Often the diagnoses of these otherwise rare disorders are made at such a young age that conventional therapy becomes useless because the child hasn't even reached the developmental milestones to be order to gain from it. Sometimes the child can't even talk yet. That is a prime time for medication-only treatments to be handed out with a built-in justification. Sure children can always be disciplined at any age--to have good behavior rewarded and bad behavior punished--but if they can't sit still to enjoy the rewards, constant punishment is only going to get them so far. And at that young of an age, the benefits of "talk therapy" would be expected negligible at best. What's a parent to do? The answer lies in multi-modal therapy (MMT), the most effective intervention in the long term, and conspicuously the only treatment you never see "advertised."

The incidence of childhood disorders is at such an alarming rate, it has no doubt provoked the scientific community itself to theorize about its possible cause, with everything from diet to technology getting another look, as well as the increased awareness of the disorder and the sensitivity of the measurements now, and even evolutionary reasons for the increase from one generation to another have been suggested. The only question not being asked seriously within the research (though professionals throughout academia have been suggesting it off the record for decades), is if the rapid increase in diagnosis is simply by in large an over-reaction on to part of a paranoid society to naturally occurring and totally manageable behavioral phenomena.

Due to this scientific oversight, much criticism has circulated regarding this trend, to the point where individuals with no industry ties have pointed out these flaws to the external validity of the research.
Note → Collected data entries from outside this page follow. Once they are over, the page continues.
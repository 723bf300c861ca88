use std::io::{
  self,
  IsTerminal,
  Write
};

use anyhow::anyhow;
use unicode_width::UnicodeWidthStr;

use crate::config::Config;
use crate::notify::{
  Notice,
  NoticeLevel,
  Notifier
};
use crate::view::{
  RowStatus,
  SortDirection,
  SortKey,
  SortState,
  StatusFilter,
  TaskRow,
  ViewRow
};

#[derive(Debug, Clone)]
pub struct Renderer {
  color: bool
}

impl Renderer {
  pub fn new(
    cfg: &Config
  ) -> anyhow::Result<Self> {
    let color = cfg
      .get_bool("color")?
      .unwrap_or(true);
    if color && !io::stdout().is_terminal()
    {
      return Ok(Self::plain());
    }
    Ok(Self { color })
  }

  pub fn plain() -> Self {
    Self { color: false }
  }

  #[tracing::instrument(skip(self, rows))]
  pub fn print_rows(
    &mut self,
    rows: &[ViewRow],
    filter: StatusFilter,
    sort: SortState
  ) -> anyhow::Result<()> {
    let out = io::stdout().lock();
    self.write_rows(out, rows, filter, sort)
  }

  pub fn write_rows<W: Write>(
    &self,
    mut writer: W,
    rows: &[ViewRow],
    filter: StatusFilter,
    sort: SortState
  ) -> anyhow::Result<()> {
    writeln!(
      writer,
      "[{}]  sorted by {} {}",
      filter.label(),
      sort.key.header(),
      sort.direction
    )?;

    let mut headers =
      vec!["#".to_string()];
    headers.extend(
      SortKey::ALL
        .iter()
        .map(|key| header_label(*key, sort))
    );
    headers.push("Actions".to_string());

    let mut table_rows =
      Vec::with_capacity(rows.len());
    let mut notes = vec![];
    for row in rows {
      match row {
        | ViewRow::Task(task) => {
          table_rows.push(self.cells(task));
        }
        | ViewRow::Empty { message } => {
          notes.push(*message);
        }
      }
    }

    write_table(
      &mut writer,
      headers,
      table_rows
    )?;
    for note in notes {
      writeln!(writer, "{note}")?;
    }
    Ok(())
  }

  fn cells(
    &self,
    row: &TaskRow
  ) -> Vec<String> {
    let style = match row.status {
      | RowStatus::Completed => Some("2;9"),
      | RowStatus::Overdue => Some("31"),
      | RowStatus::Pending => None
    };
    let styled = |text: &str| match style {
      | Some(code) => self.paint(text, code),
      | None => text.to_string()
    };

    let edit = if row.edit_enabled {
      "Edit".to_string()
    } else {
      self.paint("-", "2")
    };
    let actions = format!(
      "{edit} {} Delete",
      row.complete_label
    );

    vec![
      self.paint(
        &row.position.to_string(),
        "33"
      ),
      styled(&row.name),
      styled(&row.due_label()),
      match row.status {
        | RowStatus::Overdue => {
          self.paint(row.status.label(), "1;31")
        }
        | _ => row.status.label().to_string()
      },
      actions,
    ]
  }

  fn paint(
    &self,
    text: &str,
    code: &str
  ) -> String {
    if !self.color {
      return text.to_string();
    }
    format!("\x1b[{code}m{text}\x1b[0m")
  }
}

impl Notifier for Renderer {
  fn notify(&mut self, notice: Notice) {
    let text = match notice.level {
      | NoticeLevel::Info => {
        notice.message.clone()
      }
      | NoticeLevel::Success => {
        self.paint(&notice.message, "32")
      }
      | NoticeLevel::Warning => {
        self.paint(&notice.message, "33")
      }
    };
    println!("{text}");
  }
}

fn header_label(
  key: SortKey,
  sort: SortState
) -> String {
  if key != sort.key {
    return key.header().to_string();
  }
  let marker = match sort.direction {
    | SortDirection::Asc => "^",
    | SortDirection::Desc => "v"
  };
  format!("{} {marker}", key.header())
}

fn write_table<W: Write>(
  mut writer: W,
  headers: Vec<String>,
  rows: Vec<Vec<String>>
) -> anyhow::Result<()> {
  let column_count = headers.len();
  let mut widths = vec![0usize; column_count];

  for (idx, header) in
    headers.iter().enumerate()
  {
    widths[idx] = widths[idx].max(
      UnicodeWidthStr::width(
        header.as_str()
      )
    );
  }

  for row in &rows {
    if row.len() != column_count {
      return Err(anyhow!(
        "row has {} cells, expected {}",
        row.len(),
        column_count
      ));
    }
    for (idx, cell) in
      row.iter().enumerate()
    {
      widths[idx] = widths[idx].max(
        UnicodeWidthStr::width(
          strip_ansi(cell).as_str()
        )
      );
    }
  }

  for idx in 0..column_count {
    write!(
      writer,
      "{:width$} ",
      headers[idx],
      width = widths[idx]
    )?;
  }
  writeln!(writer)?;

  for width in &widths {
    write!(
      writer,
      "{:-<width$} ",
      "",
      width = *width
    )?;
  }
  writeln!(writer)?;

  for row in rows {
    for (idx, cell) in
      row.iter().enumerate()
    {
      let visible_width =
        UnicodeWidthStr::width(
          strip_ansi(cell).as_str()
        );
      let padding = widths[idx]
        .saturating_sub(visible_width);
      write!(
        writer,
        "{}{} ",
        cell,
        " ".repeat(padding)
      )?;
    }
    writeln!(writer)?;
  }

  Ok(())
}

fn strip_ansi(s: &str) -> String {
  let mut out =
    String::with_capacity(s.len());
  let mut escaped = false;

  for ch in s.chars() {
    if escaped {
      if ch == 'm' {
        escaped = false;
      }
      continue;
    }

    if ch == '\x1b' {
      escaped = true;
      continue;
    }

    out.push(ch);
  }

  out
}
Still, medicinal treatment for behavior concerns is often seen as the only effective way simply because it's the most advertised way and the most effective in the short term. Parents see the sedative effects in their own children, that is, and they convince themselves these treatments are absolutely fundamental or have even "cured" the child. They no longer have to consider other treatment options because relief is in the bag already. In this way, the parent and society become medicated--as divorced from their own reality as the child is from his or her own affective responses. Society becomes medicated when it paints over its social ills with such broad brushstrokes in desperation. Symptoms will come back in the long term, even if they disappear now.

But who can be blamed? Everyone's doing their part in the web to keep this structure supported, even those speaking out against it--and especially those who seem to believe categorically that no child should ever need to take a psychoactive medication. It's no sin to medicinally sedate an unruly child, but doing so without behavioral interventions is. The inclusion of any behavior modifying medicine in the household should call on parents to increase their efforts to reward and punish behavior as necessary, not take a backseat at the first sign of "relief." Luckily, many parents already do this despite what the field routinely lacks insisting, but many also fall into this trap by accident. Research itself has been suggesting that medicine alone can not parent. The only question is, who are the practitioners listening to?

I'll leave you with this quote from such research:
"Multimodal approaches to intervention have been found to be most effective in terms of lasting change...treament with psychostimulants has beneficial effects, provided that it is accompanied by remedial tuition, counselling, and behavior management by parents/teachers as required (van Kraayenoord, Rice, Carroll, Fritz, Dillon, & Hill. 2001, p. 7)."